The Pentagon plans to create a version of the massively popular social news site, hoping that the crowdsourced discussion platform will surface innovative ideas and solutions to problems big and small.
The Reddit clone is called Eureka and will be part of a bundle of social Web services the military has created—dubbed milSuite—that will mirror popular sites like Facebook, Wikipedia, and YouTube.
What makes Reddit’s model valuable to the Pentagon? It’s not the site’s unique ability to propagate memes, produce rage comics, or surface clever puns. Rather, it’s how the site’s voting systems rewards good ideas and fosters probing discussions. Indeed, Eureka will be far more limited than Reddit: Members of the armed services will post and vote on ideas, and that’s it.
“Sometimes we need that infusion of great ideas coming in from an external source.
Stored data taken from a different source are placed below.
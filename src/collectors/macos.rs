//! macOS probes (sw_vers, sysctl, vm_stat, system_profiler, ifconfig)

use super::{desktop, packages, sensors, PlatformProbe};
use crate::data::{BatteryEntry, Capacity, CpuInfo, DisplayEntry, NetworkInterface, OsInfo, ThemeInfo, UNKNOWN};
use crate::error::{FetchError, Result};
use crate::utils::{command::*, file::*, parsing::*};
use regex::Regex;
use std::sync::LazyLock;
use std::time::{SystemTime, UNIX_EPOCH};
use tracing::debug;

static PROFILER_RESOLUTION: LazyLock<Regex> =
    LazyLock::new(|| Regex::new(r"(\d+) x (\d+)").expect("valid regex"));
static PROFILER_REFRESH: LazyLock<Regex> =
    LazyLock::new(|| Regex::new(r"@ ?(\d+(?:\.\d+)?) ?Hz").expect("valid regex"));
static BOOTTIME_SECONDS: LazyLock<Regex> =
    LazyLock::new(|| Regex::new(r"sec = (\d+)").expect("valid regex"));

pub struct MacProbe;

fn sysctl(key: &str) -> Result<String> {
    run_command_nonempty("sysctl", &["-n", key])
}

impl MacProbe {
    fn system_profiler_displays(&self) -> Result<String> {
        run_command_nonempty("system_profiler", &["SPDisplaysDataType"])
    }
}

impl PlatformProbe for MacProbe {
    fn name(&self) -> &'static str {
        "macOS"
    }

    fn hostname(&self) -> Result<String> {
        run_command_nonempty("scutil", &["--get", "ComputerName"]).or_else(|_| super::common::hostname())
    }

    fn os(&self) -> Result<OsInfo> {
        let (distro, release) = run_command("sw_vers", &[])
            .map(|output| parse_sw_vers(&output))
            .unwrap_or((None, None));

        Ok(OsInfo {
            distro: distro.unwrap_or_else(|| "macOS".to_string()),
            release: release.unwrap_or_else(|| UNKNOWN.to_string()),
            kernel: run_command_nonempty("uname", &["-r"]).unwrap_or_else(|_| UNKNOWN.to_string()),
            id: None,
        })
    }

    fn cpu(&self) -> Result<CpuInfo> {
        let model = sysctl("machdep.cpu.brand_string")?;
        let cores = sysctl("hw.ncpu").ok().and_then(|n| n.parse().ok());
        // Apple silicon does not report hw.cpufrequency
        let speed = sysctl("hw.cpufrequency")
            .ok()
            .and_then(|hz| hz.parse::<f64>().ok())
            .map(|hz| format!("{:.2} GHz", hz / 1_000_000_000.0));

        Ok(CpuInfo { model, cores, speed })
    }

    fn gpu(&self) -> Result<String> {
        let output = self.system_profiler_displays()?;
        parse_chipset_models(&output).ok_or_else(|| FetchError::detection("no Chipset Model"))
    }

    fn memory(&self) -> Result<Capacity> {
        let total_bytes: u64 = sysctl("hw.memsize")?
            .parse()
            .map_err(|_| FetchError::parse("hw.memsize is not a number"))?;
        let vm_stat = run_command("vm_stat", &[])?;
        let available_bytes = parse_vm_stat_available(&vm_stat)
            .ok_or_else(|| FetchError::parse("unexpected vm_stat output"))?;

        Ok(Capacity { total_bytes, available_bytes })
    }

    fn disk(&self) -> Result<Capacity> {
        // The writable data volume holds user files on APFS
        ["/System/Volumes/Data", "/"]
            .iter()
            .find_map(|path| match filesystem_usage(path) {
                Ok((total_bytes, available_bytes)) if total_bytes > 0 => {
                    Some(Capacity { total_bytes, available_bytes })
                }
                Ok(_) => None,
                Err(err) => {
                    debug!(path, error = %err, "statvfs failed");
                    None
                }
            })
            .ok_or_else(|| FetchError::detection("no mounted volume"))
    }

    fn uptime(&self) -> Result<u64> {
        let boot = parse_boottime(&sysctl("kern.boottime")?)
            .ok_or_else(|| FetchError::parse("unexpected kern.boottime output"))?;
        let now = SystemTime::now()
            .duration_since(UNIX_EPOCH)
            .map_err(|err| FetchError::detection(err.to_string()))?
            .as_secs();
        Ok(now.saturating_sub(boot))
    }

    fn batteries(&self) -> Result<Vec<BatteryEntry>> {
        sensors::macos_batteries()
    }

    fn packages(&self) -> Result<String> {
        packages::macos_packages()
    }

    fn displays(&self) -> Result<Vec<DisplayEntry>> {
        let output = self.system_profiler_displays()?;
        let displays = parse_profiler_displays(&output);
        if displays.is_empty() {
            return Err(FetchError::detection("no display in system_profiler output"));
        }
        Ok(displays)
    }

    fn theme(&self) -> Result<ThemeInfo> {
        desktop::macos_theme()
    }

    fn network(&self) -> Result<Vec<NetworkInterface>> {
        let output = run_command("ifconfig", &[])?;
        Ok(parse_ifconfig(&output))
    }

    fn swap(&self) -> Result<Capacity> {
        parse_swapusage(&sysctl("vm.swapusage")?).ok_or_else(|| FetchError::parse("unexpected vm.swapusage output"))
    }
}

/// `ProductName:` and `ProductVersion:` from `sw_vers`
pub fn parse_sw_vers(output: &str) -> (Option<String>, Option<String>) {
    (
        find_colon_value(output, "ProductName"),
        find_colon_value(output, "ProductVersion"),
    )
}

/// Free, inactive and speculative pages times the page size
pub fn parse_vm_stat_available(output: &str) -> Option<u64> {
    let page_size: u64 = output
        .lines()
        .next()?
        .split("page size of ")
        .nth(1)?
        .split_whitespace()
        .next()?
        .parse()
        .ok()?;

    let pages = |key: &str| -> u64 {
        find_colon_value(output, key)
            .and_then(|value| value.trim_end_matches('.').parse().ok())
            .unwrap_or(0)
    };

    Some((pages("Pages free") + pages("Pages inactive") + pages("Pages speculative")) * page_size)
}

/// `{ sec = 1700000000, usec = 123 } Tue Nov 14 ...`
pub fn parse_boottime(output: &str) -> Option<u64> {
    BOOTTIME_SECONDS.captures(output)?[1].parse().ok()
}

/// `total = 2048.00M  used = 512.00M  free = 1536.00M  (encrypted)`
pub fn parse_swapusage(output: &str) -> Option<Capacity> {
    let field = |key: &str| -> Option<u64> {
        let rest = output.split(&format!("{} = ", key)).nth(1)?;
        size_to_bytes(rest.split_whitespace().next()?)
    };

    Some(Capacity {
        total_bytes: field("total")?,
        available_bytes: field("free")?,
    })
}

/// GPU names from `Chipset Model:` lines, deduplicated
pub fn parse_chipset_models(output: &str) -> Option<String> {
    let mut models: Vec<String> = Vec::new();
    for line in output.lines() {
        if let Some(model) = line.trim().strip_prefix("Chipset Model:") {
            let model = model.trim().to_string();
            if !model.is_empty() && !models.contains(&model) {
                models.push(model);
            }
        }
    }
    (!models.is_empty()).then(|| models.join(", "))
}

/// One entry per `Resolution:` line, named after the enclosing display section
pub fn parse_profiler_displays(output: &str) -> Vec<DisplayEntry> {
    let mut displays: Vec<DisplayEntry> = Vec::new();
    let mut section = String::new();

    for line in output.lines() {
        let trimmed = line.trim();
        if let Some(header) = trimmed.strip_suffix(':') {
            if !header.contains(": ") {
                section = header.to_string();
            }
            continue;
        }

        if let Some(value) = trimmed.strip_prefix("Resolution:") {
            let Some(caps) = PROFILER_RESOLUTION.captures(value) else {
                continue;
            };
            displays.push(DisplayEntry {
                name: section.clone(),
                resolution: format!("{}x{}", &caps[1], &caps[2]),
                refresh: refresh_rate(value),
                size: None,
            });
        } else if trimmed.starts_with("UI Looks like:") {
            if let Some(display) = displays.last_mut().filter(|display| display.refresh.is_none()) {
                display.refresh = refresh_rate(trimmed);
            }
        }
    }

    displays
}

fn refresh_rate(text: &str) -> Option<String> {
    let hz: f64 = PROFILER_REFRESH.captures(text)?[1].parse().ok()?;
    Some(format!("{} Hz", hz.round()))
}

/// IPv4 addresses per interface from `ifconfig`, loopback excluded
pub fn parse_ifconfig(output: &str) -> Vec<NetworkInterface> {
    let mut interfaces = Vec::new();
    let mut current: Option<String> = None;

    for line in output.lines() {
        if !line.starts_with(char::is_whitespace) {
            current = line.split_once(':').map(|(name, _)| name.to_string());
            continue;
        }
        let mut fields = line.split_whitespace();
        if fields.next() != Some("inet") {
            continue;
        }
        let (Some(name), Some(ip)) = (current.as_deref(), fields.next()) else {
            continue;
        };
        if name.starts_with("lo") || ip.starts_with("127.") {
            continue;
        }
        interfaces.push(NetworkInterface {
            name: name.to_string(),
            ip: ip.to_string(),
        });
    }

    interfaces
}

#[cfg(test)]
mod tests {
    use super::*;
    use pretty_assertions::assert_eq;

    const PROFILER: &str = "Graphics/Displays:

    Apple M1 Pro:

      Chipset Model: Apple M1 Pro
      Type: GPU
      Bus: Built-In
      Total Number of Cores: 16
      Displays:
        Color LCD:
          Display Type: Built-in Liquid Retina XDR Display
          Resolution: 3024 x 1964 Retina
          Main Display: Yes
        LG HDR 4K:
          Resolution: 3840 x 2160 (2160p/4K UHD 1 - Ultra High Definition)
          UI Looks like: 1920 x 1080 @ 60.00Hz
";

    #[test]
    fn sw_vers_fields() {
        let output = "ProductName:\t\tmacOS\nProductVersion:\t\t14.2.1\nBuildVersion:\t\t23C71\n";
        assert_eq!(parse_sw_vers(output), (Some("macOS".into()), Some("14.2.1".into())));
    }

    #[test]
    fn vm_stat_available_pages() {
        let output = "Mach Virtual Memory Statistics: (page size of 16384 bytes)\n\
                      Pages free:                               10000.\n\
                      Pages active:                            200000.\n\
                      Pages inactive:                           30000.\n\
                      Pages speculative:                         2000.\n";
        assert_eq!(parse_vm_stat_available(output), Some(42_000 * 16_384));
    }

    #[test]
    fn boottime_and_swapusage() {
        assert_eq!(parse_boottime("{ sec = 1700000000, usec = 523172 } Tue Nov 14 22:13:20 2023"), Some(1_700_000_000));
        let swap = parse_swapusage("total = 2048.00M  used = 512.00M  free = 1536.00M  (encrypted)").unwrap();
        assert_eq!(swap.total_bytes, 2048 * 1024 * 1024);
        assert_eq!(swap.used_bytes(), 512 * 1024 * 1024);
    }

    #[test]
    fn system_profiler_gpu_and_displays() {
        assert_eq!(parse_chipset_models(PROFILER).as_deref(), Some("Apple M1 Pro"));

        let displays = parse_profiler_displays(PROFILER);
        assert_eq!(displays.len(), 2);
        assert_eq!(displays[0].name, "Color LCD");
        assert_eq!(displays[0].resolution, "3024x1964");
        assert_eq!(displays[0].refresh, None);
        assert_eq!(displays[1].name, "LG HDR 4K");
        assert_eq!(displays[1].refresh.as_deref(), Some("60 Hz"));
    }

    #[test]
    fn ifconfig_interfaces() {
        let output = "lo0: flags=8049<UP,LOOPBACK,RUNNING,MULTICAST> mtu 16384\n\
\tinet 127.0.0.1 netmask 0xff000000\n\
en0: flags=8863<UP,BROADCAST,SMART,RUNNING,SIMPLEX,MULTICAST> mtu 1500\n\
\tether 3c:22:fb:00:00:00\n\
\tinet6 fe80::1%en0 prefixlen 64 secured scopeid 0xe\n\
\tinet 192.168.0.42 netmask 0xffffff00 broadcast 192.168.0.255\n";
        assert_eq!(
            parse_ifconfig(output),
            vec![NetworkInterface { name: "en0".into(), ip: "192.168.0.42".into() }]
        );
    }
}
The notion of having your idea voted up will strike a harmonious chord that’s in many of us.” a Navy spokesman told DefenseNews.
In a way, it’s using the lessons of the open Web to bring innovation to the military, to find solutions to big problems from a crowd—rather than from a formal, top-down structure.
In an interview with Wired’s Danger Room blog, Reddit’s general manager, Erik Martin, suggested that the military ought to keep things pseudonymous (to avoid “offline politics and group dynamics”) and give users the ability to create their own communities, like Reddit does with subreddits.
Martin added he hoped the Pentagon used Reddit’s source code—which is free—“rather than paying some contractor a lot of money.”
Many people in the U.S. military already use Reddit, Anthony Genovese, an r/Navy moderator, told Danger Room. Most take to the social news site to query others about issues related to their life in the military.
Eureka will be part of a suite of services with names like milBook, milTube and so on. If you want to test it out for yourself, however, too bad.
Eureka, like all the milSuite products, will be behind a military firewall.